It wouldn't be luck, many simply don't allow it, "how dare you want to interrupt us and play something you might actually like"...and yes, many wouldn't be able to play them with their $10k CD players ...or $20k turntables. Bring your running/8000 flights of stairs/forget the elevators, shoes for RMAF..and a CD or that rare instance.



tesseract said:


> I am guessing the 1812 is the high efficiency dipole that was mentioned in Stereophile?


A (ahem) slightly more presentable version, yes.

cheers,

AJ


----------



## tesseract (Aug 9, 2010)

The 1812 is very high on my want list. I'll have to find a way to hear these someday. I don't know if I can accommodate the distance from the back wall that a dipole would require, but would consider rearranging my living space to try.


----------



## GranteedEV (Aug 8, 2010)

ajinfla said:


> A (ahem) slightly more presentable version, yes.


I'd love to hear those. Any chance of making the 30 hour drive up to Western Canada? :blink: :bigsmile: :dumbcrazy:


----------



## tesseract (Aug 9, 2010)

You might offer instead to fly AJ and the 1812's to Calgary. :innocent:


----------



## ajinfla (May 10, 2009)

tesseract said:


> The 1812 is very high on my want list. I'll have to find a way to hear these someday. I don't know if I can accommodate the distance from the back wall that a dipole would require, but would consider rearranging my living space to try.

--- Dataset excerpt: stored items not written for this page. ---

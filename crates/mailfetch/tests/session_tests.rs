//! Session lifecycle through the engine.

mod common;

use std::sync::Arc;

use common::{MessageBuilder, ServerEvent, TestHarness};
use mailfetch::render::PdfRenderer;
use mailfetch::{EmailError, KeywordFilter, MailConfig, MailEngine, SearchRequest};

fn request() -> SearchRequest {
    SearchRequest::new("INBOX", "ALL", KeywordFilter::parse("invoice"))
}

#[tokio::test]
async fn test_no_connection_until_first_command() {
    let harness = TestHarness::new();
    let engine = harness.engine();

    assert_eq!(harness.server.connect_count(), 0);
    engine.search(&request()).await.unwrap();
    assert_eq!(harness.server.connect_count(), 1);
    engine.shutdown().await.unwrap();
}

#[tokio::test]
async fn test_session_reused_across_commands() {
    let harness = TestHarness::new();
    let id = harness
        .server
        .deliver("INBOX", MessageBuilder::new().subject("invoice").build());
    let engine = harness.engine();

    engine.connect().await.unwrap();
    engine.search(&request()).await.unwrap();
    engine.get_attachments(&id, "INBOX").await.unwrap();
    engine.search(&request()).await.unwrap();

    assert_eq!(harness.server.connect_count(), 1);
    engine.shutdown().await.unwrap();
}

#[tokio::test]
async fn test_shutdown_closes_then_logs_out() {
    let harness = TestHarness::new();
    let engine = harness.engine();

    engine.search(&request()).await.unwrap();
    engine.shutdown().await.unwrap();

    let events = harness.server.events();
    assert_eq!(
        &events[events.len() - 2..],
        &[ServerEvent::Close, ServerEvent::Logout]
    );
}

#[tokio::test]
async fn test_commands_after_shutdown_fail() {
    let harness = TestHarness::new();
    let engine = harness.engine();
    engine.connect().await.unwrap();
    engine.shutdown().await.unwrap();

    let err = engine.search(&request()).await.unwrap_err();
    assert!(matches!(err, EmailError::SessionClosed));

    let err = engine.get_attachments("1", "INBOX").await.unwrap_err();
    assert!(matches!(err, EmailError::SessionClosed));

    assert_eq!(harness.server.connect_count(), 1);
}

#[tokio::test]
async fn test_second_shutdown_fails() {
    let harness = TestHarness::new();
    let engine = harness.engine();

    engine.shutdown().await.unwrap();
    let err = engine.shutdown().await.unwrap_err();

    assert!(matches!(err, EmailError::SessionClosed));
    assert!(!harness
        .server
        .events()
        .contains(&ServerEvent::Logout));
}

#[tokio::test]
async fn test_rejected_login_is_not_retried() {
    let harness = TestHarness::new();
    harness.server.reject_logins();
    let engine = harness.engine();

    let err = engine.search(&request()).await.unwrap_err();

    assert!(matches!(err, EmailError::Authentication(_)));
    assert_eq!(harness.server.connect_count(), 1);
    engine.shutdown().await.unwrap();
}

#[tokio::test]
async fn test_concurrent_commands_share_one_session() {
    let harness = TestHarness::new();
    for n in 0..3 {
        harness.server.deliver(
            "INBOX",
            MessageBuilder::new().subject(&format!("invoice {}", n)).build(),
        );
    }
    let engine = Arc::new(harness.engine());

    let tasks: Vec<_> = (0..4)
        .map(|_| {
            let engine = Arc::clone(&engine);
            tokio::spawn(async move { engine.search(&request()).await })
        })
        .collect();
    for task in tasks {
        assert_eq!(task.await.unwrap().unwrap().len(), 3);
    }

    assert_eq!(harness.server.connect_count(), 1);
    engine.shutdown().await.unwrap();
}

#[test]
fn test_empty_credentials_rejected_at_construction() {
    let harness = TestHarness::new();
    let renderer = Arc::clone(&harness.renderer) as Arc<dyn PdfRenderer>;

    for config in [
        MailConfig::new("imap.example.com", 993, "", "pw"),
        MailConfig::new("imap.example.com", 993, "me@example.com", ""),
    ] {
        let result =
            MailEngine::with_backends(&config, Arc::new(harness.server.clone()), renderer.clone());
        assert!(matches!(result, Err(EmailError::Configuration(_))));
    }
    assert_eq!(harness.server.connect_count(), 0);
}
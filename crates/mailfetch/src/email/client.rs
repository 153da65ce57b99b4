//! IMAP transport.
//!
//! [`MailConnector`] and [`MailConnection`] are the seam between the session
//! logic and the wire protocol; [`ImapConnector`] is the TLS implementation.

use async_imap::Session;
use async_native_tls::TlsConnector;
use async_trait::async_trait;
use futures_util::StreamExt;
use log::{debug, info, warn};
use secrecy::{ExposeSecret, SecretString};

use super::error::{EmailError, Result};

/// Type alias for the underlying async stream (using async-std compatible TcpStream).
type AsyncTcpStream = async_io::Async<std::net::TcpStream>;

/// Type alias for the TLS stream used by the IMAP session.
type TlsStream = async_native_tls::TlsStream<AsyncTcpStream>;

/// Where and as whom to log in.
#[derive(Debug)]
pub struct ServerSettings {
    pub host: String,
    pub port: u16,
    pub address: String,
    pub password: SecretString,
}

/// An authenticated mailbox connection. One command at a time.
#[async_trait]
pub trait MailConnection: Send {
    /// Makes `folder` the active mailbox.
    async fn select(&mut self, folder: &str) -> Result<()>;

    /// Runs a search in the active mailbox and returns message identifiers.
    async fn search(&mut self, criteria: &str) -> Result<Vec<String>>;

    /// Full raw message, or `None` when the identifier does not exist.
    async fn fetch(&mut self, id: &str) -> Result<Option<Vec<u8>>>;

    /// Leaves the active mailbox.
    async fn close(&mut self) -> Result<()>;

    async fn logout(&mut self) -> Result<()>;
}

/// Opens authenticated connections.
#[async_trait]
pub trait MailConnector: Send + Sync {
    async fn connect(&self, settings: &ServerSettings) -> Result<Box<dyn MailConnection>>;
}

/// Connects over implicit TLS (IMAPS) and logs in with a password.
#[derive(Debug, Default, Clone, Copy)]
pub struct ImapConnector;

#[async_trait]
impl MailConnector for ImapConnector {
    async fn connect(&self, settings: &ServerSettings) -> Result<Box<dyn MailConnection>> {
        let addr = format!("{}:{}", settings.host, settings.port);
        info!("Connecting to IMAP server at {}", addr);

        // Establish TCP connection using std::net and wrap with async-io
        let std_stream = std::net::TcpStream::connect(&addr)
            .map_err(|e| EmailError::Connection(format!("{}: {}", addr, e)))?;
        std_stream
            .set_nonblocking(true)
            .map_err(|e| EmailError::Connection(e.to_string()))?;
        let tcp_stream =
            async_io::Async::new(std_stream).map_err(|e| EmailError::Connection(e.to_string()))?;

        let tls_stream = TlsConnector::new().connect(&settings.host, tcp_stream).await?;

        let client = async_imap::Client::new(tls_stream);
        let session = client
            .login(&settings.address, settings.password.expose_secret())
            .await
            .map_err(|(e, _)| EmailError::Authentication(e.to_string()))?;

        info!("Successfully authenticated to IMAP server as {}", settings.address);
        Ok(Box::new(ImapConnection {
            session,
            selected: false,
        }))
    }
}

struct ImapConnection {
    session: Session<TlsStream>,
    selected: bool,
}

#[async_trait]
impl MailConnection for ImapConnection {
    async fn select(&mut self, folder: &str) -> Result<()> {
        debug!("Selecting folder: {}", folder);

        self.session.select(folder).await.map_err(|e| match e {
            async_imap::error::Error::No(reason) | async_imap::error::Error::Bad(reason) => {
                EmailError::FolderNotFound {
                    folder: folder.to_string(),
                    reason,
                }
            }
            other => EmailError::Protocol(other.to_string()),
        })?;

        self.selected = true;
        Ok(())
    }

    async fn search(&mut self, criteria: &str) -> Result<Vec<String>> {
        debug!("Searching with query: {}", criteria);

        let uids = self
            .session
            .uid_search(criteria)
            .await
            .map_err(|e| EmailError::Search {
                query: criteria.to_string(),
                reason: e.to_string(),
            })?;

        // The reply is an unordered set; servers emit ascending UIDs, so restore that.
        let mut uids: Vec<u32> = uids.into_iter().collect();
        uids.sort_unstable();

        debug!("Found {} messages matching search", uids.len());
        Ok(uids.into_iter().map(|uid| uid.to_string()).collect())
    }

    async fn fetch(&mut self, id: &str) -> Result<Option<Vec<u8>>> {
        // Anything but a UID would be a protocol error rather than a miss.
        if id.parse::<u32>().is_err() {
            return Ok(None);
        }

        debug!("Fetching email with UID {}", id);

        // BODY.PEEK[] leaves the \Seen flag alone
        let mut messages = self
            .session
            .uid_fetch(id, "BODY.PEEK[]")
            .await
            .map_err(|e| EmailError::Fetch {
                id: id.to_string(),
                reason: e.to_string(),
            })?;

        let mut body = None;
        while let Some(message) = messages.next().await {
            let message = message.map_err(|e| EmailError::Fetch {
                id: id.to_string(),
                reason: e.to_string(),
            })?;
            if body.is_none() {
                body = message.body().map(|b| b.to_vec());
            }
        }

        Ok(body)
    }

    async fn close(&mut self) -> Result<()> {
        if !self.selected {
            return Ok(());
        }
        self.session
            .close()
            .await
            .map_err(|e| EmailError::Protocol(e.to_string()))?;
        self.selected = false;
        Ok(())
    }

    async fn logout(&mut self) -> Result<()> {
        info!("Logging out from IMAP server");
        self.session
            .logout()
            .await
            .map_err(|e| EmailError::Protocol(e.to_string()))
    }
}

impl Drop for ImapConnection {
    fn drop(&mut self) {
        if self.selected {
            warn!("IMAP connection dropped with a mailbox still selected");
        }
    }
}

>150hz it will be a variable asymmetric bipole and <150hz it will also be variable, from dipole>cardioid>monopole and rotatable (independent of the top). Basically adaptable to room placement and acoustics. So though not recommended, could be placed relatively close to a front (behind the speaker) wall, like any monopole.
That's pretty much the direction I'm heading with all my designs.

cheers,

AJ


----------



## ajinfla (May 10, 2009)

GranteedEV said:


> I'd love to hear those. Any chance of making the 30 hour drive up to Western Canada? :blink: :bigsmile: :dumbcrazy:


Hi Grant. I've been to Calgary a couple times (have relatives there). But not with speakers in tow .
Wouldn't fit in the airplane. Much better chance of hearing them if you fly down to NY/MD, as I may well end up at CapFest again this year. Axpona (FL) and LSAF (TX) definitely.

cheers,

AJ


----------



## GranteedEV (Aug 8, 2010)

Capfest is a possibility...


----------



## tesseract (Aug 9, 2010)

I have a pair of SAM1's visiting for a bit, very impressed so far. These do not sound like a small monitor at all.

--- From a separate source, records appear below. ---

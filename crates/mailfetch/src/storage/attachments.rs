use std::io::Write;
use std::path::{Path, PathBuf};

use log::debug;

use crate::email::mime::AttachmentRecord;
use crate::email::{EmailError, Result};

/// An attachment that exists on disk.
#[derive(Debug, Clone, PartialEq, Eq)]
pub struct SavedAttachment {
    /// Decoded name shown to users.
    pub filename: String,
    /// Absolute location of the file.
    pub path: PathBuf,
    pub content_type: String,
}

/// Writes attachments under a single directory, one file per filename.
///
/// The same filename always maps to the same path, so saving an attachment a
/// second time is a no-op.
pub struct AttachmentStore {
    root: PathBuf,
}

impl AttachmentStore {
    pub fn new<P: AsRef<Path>>(root: P) -> Self {
        Self {
            root: root.as_ref().to_path_buf(),
        }
    }

    pub fn root(&self) -> &Path {
        &self.root
    }

    /// Path an attachment with this display name is stored at.
    pub fn path_for(&self, filename: &str) -> PathBuf {
        self.root.join(stored_file_name(filename))
    }

    /// Saves the record unless a file with its name already exists.
    pub fn persist(&self, record: &AttachmentRecord) -> Result<SavedAttachment> {
        let path = self.path_for(&record.filename);

        // symlink_metadata so a dangling link still counts as taken
        if std::fs::symlink_metadata(&path).is_ok() {
            if !path.is_file() {
                return Err(EmailError::Persist {
                    path,
                    source: std::io::Error::new(
                        std::io::ErrorKind::AlreadyExists,
                        "target exists and is not a regular file",
                    ),
                });
            }
            debug!("Attachment already saved at {}", path.display());
        } else {
            self.ensure_root()?;
            write_atomically(&path, &record.data)?;
            debug!(
                "Saved attachment '{}' ({} bytes) to {}",
                record.filename,
                record.data.len(),
                path.display()
            );
        }

        Ok(SavedAttachment {
            filename: record.filename.clone(),
            path: absolute(&path)?,
            content_type: record.content_type.clone(),
        })
    }

    fn ensure_root(&self) -> Result<()> {
        if !self.root.exists() {
            std::fs::create_dir_all(&self.root).map_err(|e| EmailError::Persist {
                path: self.root.clone(),
                source: e,
            })?;
        }
        Ok(())
    }
}

/// Writes to a hidden sibling first and renames it into place, so readers
/// never see a partially written file.
fn write_atomically(path: &Path, content: &[u8]) -> Result<()> {
    let dir = path.parent().unwrap_or_else(|| Path::new("."));
    // Fixed length, so any name that fits the filesystem also has a temp name that fits.
    let temp_path = dir.join(format!(".{}.part", uuid::Uuid::new_v4()));

    let persist_error = |source| EmailError::Persist {
        path: path.to_path_buf(),
        source,
    };

    let written = std::fs::OpenOptions::new()
        .write(true)
        .create_new(true)
        .open(&temp_path)
        .and_then(|mut file| {
            file.write_all(content)?;
            file.sync_all()
        });
    if let Err(e) = written {
        let _ = std::fs::remove_file(&temp_path);
        return Err(persist_error(e));
    }

    std::fs::rename(&temp_path, path).map_err(|e| {
        let _ = std::fs::remove_file(&temp_path);
        persist_error(e)
    })
}

fn absolute(path: &Path) -> Result<PathBuf> {
    std::fs::canonicalize(path).map_err(|e| EmailError::Persist {
        path: path.to_path_buf(),
        source: e,
    })
}

/// Maps a display name to a name that is safe as a single path component.
///
/// Deterministic: the same input always yields the same output.
pub fn stored_file_name(filename: &str) -> String {
    let cleaned: String = filename
        .chars()
        .map(|c| match c {
            '/' | '\\' | ':' | '*' | '?' | '"' | '<' | '>' | '|' => '_',
            c if c.is_control() => '_',
            c => c,
        })
        .collect();

    let cleaned = cleaned.trim_matches(|c| c == '.' || c == ' ');

    if cleaned.is_empty() {
        return "attachment".to_string();
    }

    truncate_preserving_extension(cleaned, 255)
}

/// Shortens a name to at most `max_bytes`, keeping a short extension intact.
fn truncate_preserving_extension(name: &str, max_bytes: usize) -> String {
    if name.len() <= max_bytes {
        return name.to_string();
    }

    let ext = match name.rfind('.') {
        Some(dot) if name.len() - dot <= 16 => &name[dot..],
        _ => "",
    };

    let mut end = max_bytes - ext.len();
    while !name.is_char_boundary(end) {
        end -= 1;
    }
    format!("{}{}", &name[..end], ext)
}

More tomorrow, looking forward to an extended listening session.


----------



## tesseract (Aug 9, 2010)

Plopped these down onto some 24" stands spaced wide and toed in, gave a quickie subjective tune to the built in subs (I am running the crossovers wide open, only the gain has been adjusted thus far), AVR set to Pure Direct. Right off the bat last night, I could tell the Soundfield Audio Monitor 1's are something special. I lost two hours of sleep staying up late! Imaging is great, within a nice, wide soundstage. Tonight I dialed the sub gain back a bit and let my CD player spin for a few hours of listening. I'll say now that these speakers are a very easy recommendation to any music lover.

I didn't bother putting anything special into my 5 disc universal disc changer, just rolling with what was already in there. Some pretty bass heavy CD's: Best of Corvus Corax, A Perfect Circle "Thirteenth Step", White Zombie "Superappealing :rofl2: Swingin' Sounds", Soundgarden "Badmotorfinger" and I am especially enjoying The Crystal Method "Vegas".

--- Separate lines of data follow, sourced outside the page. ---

//! Plugin configuration: IMAP account settings and on-disk locations.
//!
//! The password can come from three places, tried in order:
//!
//! 1. **Direct value** - `mail_password` in the config file
//! 2. **File reference** - `mail_password_file`, for Docker secrets
//! 3. **Env var reference** - `mail_password_env_var`

use std::fmt;
use std::path::{Path, PathBuf};

use secrecy::SecretString;
use serde::Deserialize;

use crate::error::ConfigError;

/// Settings supplied by the host when the plugin is loaded.
#[derive(Clone, Deserialize)]
pub struct MailConfig {
    /// IMAP server hostname (e.g., "imap.qq.com").
    pub mail_host: String,

    /// IMAP server port (default: 993 for IMAPS).
    #[serde(default = "default_imap_port")]
    pub mail_port: u16,

    /// Login address.
    #[serde(default)]
    pub mail_address: String,

    #[serde(default)]
    pub mail_password: Option<String>,

    #[serde(default)]
    pub mail_password_file: Option<String>,

    #[serde(default)]
    pub mail_password_env_var: Option<String>,

    /// Where attachments and rendered pages are written (default: "attachments").
    #[serde(default = "default_attachments_dir")]
    pub attachments_dir: PathBuf,

    /// Folder used when a command names none (default: "INBOX").
    #[serde(default = "default_folder")]
    pub default_folder: String,

    /// Search criteria used when a command names none (default: "UNSEEN").
    #[serde(default = "default_status")]
    pub default_status: String,

    /// Whether PDF attachments are delivered as page images (default: true).
    #[serde(default = "default_true")]
    pub render_pdf: bool,

    /// Page image resolution (default: 150).
    #[serde(default = "default_render_dpi")]
    pub render_dpi: u32,

    /// Log filter used when `RUST_LOG` is unset (default: "info").
    #[serde(default = "default_log_level")]
    pub log_level: String,
}

fn default_imap_port() -> u16 {
    993
}

fn default_attachments_dir() -> PathBuf {
    PathBuf::from("attachments")
}

fn default_folder() -> String {
    "INBOX".to_string()
}

fn default_status() -> String {
    "UNSEEN".to_string()
}

fn default_true() -> bool {
    true
}

fn default_render_dpi() -> u32 {
    150
}

fn default_log_level() -> String {
    "info".to_string()
}

impl MailConfig {
    /// Builds a config with a direct password and defaults for everything else.
    pub fn new(
        host: impl Into<String>,
        port: u16,
        address: impl Into<String>,
        password: impl Into<String>,
    ) -> Self {
        Self {
            mail_host: host.into(),
            mail_port: port,
            mail_address: address.into(),
            mail_password: Some(password.into()),
            mail_password_file: None,
            mail_password_env_var: None,
            attachments_dir: default_attachments_dir(),
            default_folder: default_folder(),
            default_status: default_status(),
            render_pdf: default_true(),
            render_dpi: default_render_dpi(),
            log_level: default_log_level(),
        }
    }

    pub fn with_attachments_dir<P: AsRef<Path>>(mut self, dir: P) -> Self {
        self.attachments_dir = dir.as_ref().to_path_buf();
        self
    }

    /// Checks required fields. Called once, before any connection attempt.
    pub fn validate(&self) -> Result<(), ConfigError> {
        if self.mail_host.trim().is_empty() {
            return Err(ConfigError::Validation {
                message: "mail_host is not set".to_string(),
            });
        }
        if self.mail_port == 0 {
            return Err(ConfigError::Validation {
                message: "mail_port must be between 1 and 65535".to_string(),
            });
        }
        if self.mail_address.trim().is_empty() {
            return Err(ConfigError::Validation {
                message: "mail_address is not set".to_string(),
            });
        }
        self.resolve_password()?;
        Ok(())
    }

    /// Resolves the password from the direct value, file or env var, in that order.
    pub fn resolve_password(&self) -> Result<SecretString, ConfigError> {
        if let Some(value) = non_empty(self.mail_password.as_deref()) {
            return Ok(SecretString::from(value.to_string()));
        }

        if let Some(path) = non_empty(self.mail_password_file.as_deref()) {
            let expanded = expand_home(path);
            let content =
                std::fs::read_to_string(&expanded).map_err(|e| ConfigError::PasswordFile {
                    path: expanded.clone(),
                    source: e,
                })?;
            return non_empty_secret(content.trim(), "mail_password_file");
        }

        if let Some(name) = non_empty(self.mail_password_env_var.as_deref()) {
            let value = std::env::var(name).map_err(|_| ConfigError::PasswordEnvVar {
                name: name.to_string(),
            })?;
            return non_empty_secret(value.trim(), "mail_password_env_var");
        }

        Err(ConfigError::Validation {
            message: "mail_password is not set".to_string(),
        })
    }
}

impl fmt::Debug for MailConfig {
    fn fmt(&self, f: &mut fmt::Formatter<'_>) -> fmt::Result {
        f.debug_struct("MailConfig")
            .field("mail_host", &self.mail_host)
            .field("mail_port", &self.mail_port)
            .field("mail_address", &self.mail_address)
            .field("mail_password", &self.mail_password.as_ref().map(|_| "[REDACTED]"))
            .field("mail_password_file", &self.mail_password_file)
            .field("mail_password_env_var", &self.mail_password_env_var)
            .field("attachments_dir", &self.attachments_dir)
            .field("default_folder", &self.default_folder)
            .field("default_status", &self.default_status)
            .field("render_pdf", &self.render_pdf)
            .field("render_dpi", &self.render_dpi)
            .field("log_level", &self.log_level)
            .finish()
    }
}

fn non_empty(value: Option<&str>) -> Option<&str> {
    value.filter(|v| !v.trim().is_empty())
}

fn non_empty_secret(value: &str, source: &str) -> Result<SecretString, ConfigError> {
    if value.is_empty() {
        return Err(ConfigError::Validation {
            message: format!("{} resolved to an empty password", source),
        });
    }
    Ok(SecretString::from(value.to_string()))
}

/// Expands a leading `~` to the user's home directory.
fn expand_home(path: &str) -> String {
    if path == "~" || path.starts_with("~/") {
        if let Some(home) = std::env::var_os("HOME").or_else(|| std::env::var_os("USERPROFILE")) {
            return path.replacen('~', &home.to_string_lossy(), 1);
        }
    }
    path.to_string()
}

pub fn load_config<P: AsRef<Path>>(path: P) -> Result<MailConfig, ConfigError> {
    let path = path.as_ref();
    let content = std::fs::read_to_string(path).map_err(|e| ConfigError::ReadFile {
        path: path.to_path_buf(),
        source: e,
    })?;

    load_config_from_str(&content)
}

pub fn load_config_from_str(content: &str) -> Result<MailConfig, ConfigError> {
    let config: MailConfig = serde_json::from_str(content)?;
    config.validate()?;
    Ok(config)
}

The 8" powered subs are quite capable, and I am hearing more information coming through the KEF coincident drivers than I have heard on anything else I have had in my home, or 99% of anywhere else for that matter. Gonna have to try some of my Hi Rez SACD and DVD-A recordings. I do miss the dynamics of my current setup, but that consists of 1" waveguided compression tweeters, 10" midrange/midbass drivers and dual 18" subs, so comparison is not fair, it is just my personal point of reference. However the SAM1's will surprise with dynamics, and delivers peaks strain free. The first thing that struck me about them is how smooth they are. Harsh is not in the SAM1's vocabulary. It's easy to hear into the music, lots of detail with no smearing.

Having some fellow audio enthusiasts over in a few nights, plan on dialing the subs in with Trinnov Room EQ via the Sherwood/Newcastle R-972 and REW measurements. 

Hard to imagine getting more for the money than the SAM1's deliver, nothing comes to my mind. Overall, a very good job, AJ. Makes me drool thinking about listening to the 1812 Overtures.


----------